■ EXERCISE BRIEF
Go line by line through the records below. Copy whichever lines contain the string "pattern".

[INPUT MATERIAL — start]

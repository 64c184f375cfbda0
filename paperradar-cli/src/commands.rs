//! Subcommand handlers.

use crate::{CacheAction, Commands, ConfigAction};
use paperradar_core::config::WORKSPACE_DIR;
use paperradar_core::{RadarConfig, RadarContext};
use std::path::Path;
use tracing::info;

/// Handle a CLI subcommand.
pub async fn handle_command(
    command: Commands,
    config: RadarConfig,
    workspace: &Path,
) -> anyhow::Result<()> {
    match command {
        Commands::Config { action } => return handle_config(action, config, workspace),
        Commands::Rank {
            category,
            lookback_days,
        } => {
            let ctx = RadarContext::open(config).await?;
            info!(
                category = category.as_deref().unwrap_or("all"),
                lookback_days,
                "Ranking run started"
            );
            let stats = ctx
                .ranking()
                .recalculate_scores(category.as_deref(), lookback_days)
                .await?;
            println!("{}", serde_json::to_string_pretty(&stats)?);
        }
        Commands::Score { paper_id } => {
            let ctx = RadarContext::open(config).await?;
            let Some(paper) = ctx.repository().paper(&paper_id).await? else {
                anyhow::bail!("Paper '{}' not found", paper_id);
            };
            let breakdown = ctx.ranking().calculate_paper_score(&paper, None).await;
            println!("{}", serde_json::to_string_pretty(&breakdown)?);
        }
        Commands::FieldStats { category, days } => {
            let ctx = RadarContext::open(config).await?;
            let days = days.unwrap_or(ctx.config().ranking.field_stats_days);
            let stats = ctx.field_stats().get(&category, days).await?;
            println!("Category:        {}", stats.category);
            println!("Sample size:     {}", stats.sample_size);
            println!("Mean citations:  {:.2}", stats.mean_citations);
            println!("Std citations:   {:.2}", stats.std_citations);
            for p in [25, 50, 75, 90, 99] {
                println!(
                    "p{:<2} citations:  {:.1}   velocity: {:.1}",
                    p, stats.citation_percentiles[p], stats.velocity_percentiles[p]
                );
            }
        }
        Commands::Trending {
            timeframe,
            limit,
            category,
        } => {
            let ctx = RadarContext::open(config).await?;
            let papers = ctx
                .trending()
                .trending(timeframe, limit, category.as_deref())
                .await?;
            if papers.is_empty() {
                println!("No papers published in the last {}.", timeframe);
            }
            for (rank, paper) in papers.iter().enumerate() {
                let score = paper
                    .metrics
                    .as_ref()
                    .map_or(0.0, |m| m.overall_rank_score);
                println!(
                    "{:>3}. {:.4}  {}  [{}]  {}",
                    rank + 1,
                    score,
                    paper.arxiv_id,
                    paper.primary_category,
                    paper.title
                );
            }
        }
        Commands::Cache { action } => {
            let ctx = RadarContext::open(config).await?;
            handle_cache(action, &ctx).await?;
        }
    }
    Ok(())
}

async fn handle_cache(action: CacheAction, ctx: &RadarContext) -> anyhow::Result<()> {
    match action {
        CacheAction::Stats => {
            let stats = ctx.cache().get_stats().await;
            println!("{}", serde_json::to_string_pretty(&stats)?);
        }
        CacheAction::ClearExpired => {
            let removed = ctx.cache().clear_expired().await;
            info!(removed, "Cleared expired cache entries");
            println!("Removed {} expired entries", removed);
        }
        CacheAction::Invalidate { pattern } => {
            let removed = ctx.cache().invalidate_pattern(&pattern).await;
            println!("Removed {} entries matching '{}'", removed, pattern);
        }
    }
    Ok(())
}

fn handle_config(
    action: ConfigAction,
    config: RadarConfig,
    workspace: &Path,
) -> anyhow::Result<()> {
    match action {
        ConfigAction::Init => {
            let config_dir = workspace.join(WORKSPACE_DIR);
            std::fs::create_dir_all(&config_dir)?;

            let config_path = config_dir.join("config.toml");
            if config_path.exists() {
                println!(
                    "Configuration file already exists at: {}",
                    config_path.display()
                );
                return Ok(());
            }

            let toml_str = RadarConfig::default().to_toml()?;
            std::fs::write(&config_path, &toml_str)?;
            println!(
                "Created default configuration at: {}",
                config_path.display()
            );
            Ok(())
        }
        ConfigAction::Show => {
            config.validate()?;
            println!("{}", config.to_toml()?);
            Ok(())
        }
    }
}
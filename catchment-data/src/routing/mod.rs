//! HTTP-based isochrone providers for routing services.
//!
//! This module provides two implementations of
//! [`catchment_core::IsochroneProvider`]: [`OrsIsochroneProvider`] for
//! OpenRouteService and [`ValhallaIsochroneProvider`] for Valhalla.
//! [`RoutingProvider`] wraps either so the backend can be picked at runtime.
//!
//! # Architecture
//!
//! Each provider posts one request per origin and converts the GeoJSON
//! answer into bands. Requests are issued from the caller's task;
//! concurrency is bounded by the task pool that drives the provider, not by
//! the provider itself.

mod backend;
mod bands;
mod http;
mod ors;
mod provider;
mod valhalla;

pub use backend::RoutingProvider;
pub use bands::{RangeProperty, bands_from_collection};
pub use ors::profile_name;
pub use provider::{
    DEFAULT_ORS_URL, DEFAULT_USER_AGENT, OrsIsochroneProvider, OrsProviderConfig,
    ProviderBuildError,
};
pub use valhalla::{
    DEFAULT_VALHALLA_URL, ValhallaIsochroneProvider, ValhallaProviderConfig, costing,
};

[INPUT MATERIAL — finish]

■ ANSWER SPACE
        CacheAction::Invalidate { pattern } => {
            let removed = ctx.cache().invalidate_pattern(&pattern).await;
            println!("Removed {} entries matching '{}'", removed, pattern);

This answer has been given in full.